→ **ACTIVITY**
The answer must consist solely of the lines from the one containing "#[async_trait::async_trait]" to the end of the entries below, repeated exactly.

Dataset entries

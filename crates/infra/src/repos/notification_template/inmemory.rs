use super::INotificationTemplateRepo;
use crate::repos::shared::inmemory_repo::*;
use salon_scheduler_domain::{NotificationTemplate, ID};
use std::sync::Mutex;

pub struct InMemoryNotificationTemplateRepo {
    templates: Mutex<Vec<NotificationTemplate>>,
}

impl InMemoryNotificationTemplateRepo {
    pub fn new() -> Self {
        Self {
            templates: Mutex::new(vec![]),
        }
    }
}

#[async_trait::async_trait]
impl INotificationTemplateRepo for InMemoryNotificationTemplateRepo {
    async fn insert(&self, template: &NotificationTemplate) -> anyhow::Result<()> {
        insert(template, &self.templates);
        Ok(())
    }

    async fn find(
        &self,
        tenant_id: Option<&ID>,
        channel: &str,
        notification_type: &str,
    ) -> anyhow::Result<Vec<NotificationTemplate>> {
        Ok(find_by(&self.templates, |t| {
            t.tenant_id.as_ref() == tenant_id
                && t.channel == channel
                && t.notification_type == notification_type
        }))
    }
}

→ **RESPONSE TO THIS TASK**
#[async_trait::async_trait]
impl INotificationTemplateRepo for InMemoryNotificationTemplateRepo {
    async fn insert(&self, template: &NotificationTemplate) -> anyhow::Result<()> {
        insert(template, &self.templates);
        Ok(())
    }

    async fn find(
        &self,
        tenant_id: Option<&ID>,
        channel: &str,
        notification_type: &str,
    ) -> anyhow::Result<Vec<NotificationTemplate>> {
        Ok(find_by(&self.templates, |t| {
            t.tenant_id.as_ref() == tenant_id
                && t.channel == channel
                && t.notification_type == notification_type
        }))
    }
}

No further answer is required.